Aux beaux jours, Mme Malrieu aimait entendre des histoires sombres, tristes, hivernales ; et, inversement, le long hiver limousin ne lui était supportable que grâce à des lectures qui faisaient entrer le soleil, les oiseaux, les fleurs et des rires d’enfants dans son salon, disait-elle, les yeux mi-clos, le plaisir se goûtant toujours mieux les yeux fermés, n’est-ce pas, même celui de lire, ajoutait-elle, non sans que j’aie fini par me demander si elle ne jouissait pas avant tout de la somnolence où la plongeaient ces lectures qui m’étaient surtout profitables, à moi ainsi qu’à la vieille servante qui, je le saurai bientôt, se déchaussait dans le couloir et s’installait pour écouter sur un tabouret, derrière le rideau séparant le salon de la salle à manger, son souffle remuant parfois l’étoffe, à moins qu’elle ne dodelinât de la tête au gré de la rêverie.
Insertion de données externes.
#[tokio::test(flavor = "multi_thread", worker_threads = 2)]
async fn taken_insert_lock_is_retried_until_the_write_lands() {
    let db = temp_db("insert-lock");
    let log = open_log(&db.path);
    let contended = Arc::new(ContendedLog::new(log.clone(), 3, 0));
    let engine = open_engine_with(&db.path, contended.clone(), LedgerStf::default());

    sequence(&engine, &[transfer(0x91, 0)], 10).await;

    assert_eq!(contended.write_attempts(), 4);
    assert_eq!(engine.current_header().number, 1);
    assert_eq!(log.messages_from(1).await.expect("read log").len(), 1);
    assert!(!engine.commit_lock_held());
}

#[tokio::test(flavor = "multi_thread", worker_threads = 2)]
async fn insert_lock_that_never_frees_fails_the_batch() {
    let db = temp_db("insert-lock-stuck");
    let contended = Arc::new(ContendedLog::new(open_log(&db.path), usize::MAX, 0));
    let engine = open_engine_with(&db.path, contended.clone(), LedgerStf::default());

    let mut hooks = NoopHooks {
        discard_invalid_txs_early: true,
    };
    let err = engine
        .sequence_transactions(MessageHeader::sequencer(2, 10), &[transfer(0x92, 0)], &mut hooks)
        .await
        .expect_err("lock never frees");
    assert!(err.is_insert_lock_taken());
    assert_eq!(contended.write_attempts(), 21);
    assert_eq!(engine.current_header().number, 0);
    assert!(!engine.commit_lock_held());
}

#[tokio::test(flavor = "multi_thread", worker_threads = 2)]
async fn losing_the_sequencer_role_while_retrying_is_reported() {
    let db = temp_db("insert-lock-role");
    let contended = Arc::new(ContendedLog::new(open_log(&db.path), 1, 1));
    let engine = open_engine_with(&db.path, contended.clone(), LedgerStf::default());

    let mut hooks = NoopHooks {
        discard_invalid_txs_early: true,
    };
    let err = engine
        .sequence_transactions(MessageHeader::sequencer(2, 10), &[transfer(0x93, 0)], &mut hooks)
        .await
        .expect_err("role lost");
    assert!(matches!(
        err,
        EngineError::RetrySequencer {
            source: ConsensusError::NotChosenSequencer
        }
    ));
    assert_eq!(contended.write_attempts(), 1);
    assert_eq!(engine.current_header().number, 0);
    assert!(!engine.commit_lock_held());

    // The role came back: the same batch now lands.
    sequence(&engine, &[transfer(0x93, 0)], 11).await;
    assert_eq!(engine.current_header().number, 1);
}
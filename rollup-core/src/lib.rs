// (c) Cartesi and individual authors (see AUTHORS)
// SPDX-License-Identifier: Apache-2.0 (see LICENSE)

//! Chain data types shared by the sequencer and the execution engine: transactions,
//! sequenced messages, blocks, and the state-transition interface they are executed with.
pub mod application;
pub mod block;
pub mod message;
pub mod transaction;
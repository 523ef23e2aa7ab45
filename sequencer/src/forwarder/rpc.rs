// (c) Cartesi and individual authors (see AUTHORS)
// SPDX-License-Identifier: Apache-2.0 (see LICENSE)

use std::sync::Arc;
use std::sync::atomic::{AtomicU64, Ordering};
use std::time::Duration;

use alloy_primitives::{B256, hex};
use async_trait::async_trait;
use rollup_core::transaction::{ConditionalOptions, Transaction};
use serde::Deserialize;
use serde_json::{Value, json};

use super::{ForwarderConfig, ForwarderError};

/// The slice of a remote sequencer's JSON-RPC surface the forwarder uses.
#[async_trait]
pub trait SequencerRpc: Send + Sync {
    async fn send_raw_transaction(&self, tx: &Transaction) -> Result<B256, ForwarderError>;

    async fn send_raw_transaction_conditional(
        &self,
        tx: &Transaction,
        options: &ConditionalOptions,
    ) -> Result<B256, ForwarderError>;

    async fn check_publisher_health(&self, timeout: Duration) -> Result<(), ForwarderError>;
}

pub trait RpcConnector: Send + Sync {
    fn connect(&self, url: &str) -> Result<Arc<dyn SequencerRpc>, ForwarderError>;
}

/// Builds pooled `reqwest` clients sized by `ForwarderConfig`.
#[derive(Debug, Clone)]
pub struct HttpConnector {
    config: ForwarderConfig,
}

impl HttpConnector {
    pub fn new(config: ForwarderConfig) -> Self {
        Self { config }
    }
}

impl RpcConnector for HttpConnector {
    fn connect(&self, url: &str) -> Result<Arc<dyn SequencerRpc>, ForwarderError> {
        let client = HttpRpcClient::new(url, &self.config)?;
        Ok(Arc::new(client))
    }
}

pub struct HttpRpcClient {
    client: reqwest::Client,
    url: reqwest::Url,
    next_id: AtomicU64,
}

#[derive(Debug, Deserialize)]
struct RpcResponse {
    #[serde(default)]
    result: Option<Value>,
    #[serde(default)]
    error: Option<RpcErrorObject>,
}

#[derive(Debug, Deserialize)]
struct RpcErrorObject {
    code: i64,
    message: String,
}

impl HttpRpcClient {
    pub fn new(url: &str, config: &ForwarderConfig) -> Result<Self, ForwarderError> {
        let url = reqwest::Url::parse(url).map_err(|err| ForwarderError::Transport {
            reason: format!("invalid url {url}: {err}"),
        })?;
        let mut builder = reqwest::Client::builder()
            .pool_idle_timeout(config.idle_connection_timeout)
            .pool_max_idle_per_host(config.max_idle_connections);
        if !config.connection_timeout.is_zero() {
            builder = builder.timeout(config.connection_timeout);
        }
        let client = builder.build().map_err(transport_error)?;
        Ok(Self {
            client,
            url,
            next_id: AtomicU64::new(1),
        })
    }

    async fn call(
        &self,
        method: &str,
        params: Value,
        timeout: Option<Duration>,
    ) -> Result<Value, ForwarderError> {
        let id = self.next_id.fetch_add(1, Ordering::Relaxed);
        let body = json!({
            "jsonrpc": "2.0",
            "id": id,
            "method": method,
            "params": params,
        });
        let mut request = self.client.post(self.url.clone()).json(&body);
        if let Some(timeout) = timeout {
            request = request.timeout(timeout);
        }

        let response = request.send().await.map_err(transport_error)?;
        let status = response.status();
        if !status.is_success() {
            return Err(ForwarderError::Transport {
                reason: format!("http status {status}"),
            });
        }
        let decoded: RpcResponse = response.json().await.map_err(transport_error)?;
        if let Some(error) = decoded.error {
            return Err(ForwarderError::Rpc {
                code: error.code,
                message: error.message,
            });
        }
        Ok(decoded.result.unwrap_or(Value::Null))
    }
}

#[async_trait]
impl SequencerRpc for HttpRpcClient {
    async fn send_raw_transaction(&self, tx: &Transaction) -> Result<B256, ForwarderError> {
        let result = self
            .call(
                "eth_sendRawTransaction",
                json!([hex::encode_prefixed(tx.encoded())]),
                None,
            )
            .await?;
        decode_hash(result)
    }

    async fn send_raw_transaction_conditional(
        &self,
        tx: &Transaction,
        options: &ConditionalOptions,
    ) -> Result<B256, ForwarderError> {
        let result = self
            .call(
                "eth_sendRawTransactionConditional",
                json!([hex::encode_prefixed(tx.encoded()), options]),
                None,
            )
            .await?;
        decode_hash(result)
    }

    async fn check_publisher_health(&self, timeout: Duration) -> Result<(), ForwarderError> {
        self.call("arb_checkPublisherHealth", json!([]), Some(timeout))
            .await
            .map(|_| ())
    }
}

fn decode_hash(value: Value) -> Result<B256, ForwarderError> {
    serde_json::from_value(value).map_err(|err| ForwarderError::Transport {
        reason: format!("cannot decode transaction hash: {err}"),
    })
}

fn transport_error(err: reqwest::Error) -> ForwarderError {
    if err.is_timeout() {
        ForwarderError::Timeout
    } else {
        ForwarderError::Transport {
            reason: err.to_string(),
        }
    }
}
J’avais ainsi accès à un domaine littéraire qui n’était pas de mon âge et à quoi je comprenais ce que je pouvais, par intuition sans doute plus que par raison, Mme Malrieu se voulant « moderne » en matière de romans mais (exception faite pour les deux Marguerite, ainsi qu’elle nommait Duras et Yourcenar, et quelques auteurs mineurs qu’elle chérissait parce que originaires de la région, dont Jean Blanzat, natif d’Eymoutiers, et dont elle me fit lire le troublant Faussaire, et, pour les mêmes raisons, Marmontel, de Bort-les-Orgues, dont je lus les Mémoires, et aussi ce Lundi dans lequel Sainte-Beuve évoque son secrétaire, Octave Delcroix, qui a vu le jour près d’Égletons mais où nulle plaque ne signale la naissance de ce petit poète) s’arrêtant à des auteurs déjà morts ou qui avaient donné le meilleur de leur œuvre entre les deux-guerres, comme Mauriac, Montherland, Martin du Gard, Colette, ou Julien Green – Green, surtout, dont l’univers romanesque m’enchantait et ne me paraissait guère différent de ce que je vivais, si bien que ma vie, ma pauvre vie, comme je l’appelais à part moi, sans exagération ni pathos, mais avec la certitude, chaque jour vérifiée, que l’avenir ne me réservait rien de fameux, que ma vie aurait pu être un songe de l’écrivain américain.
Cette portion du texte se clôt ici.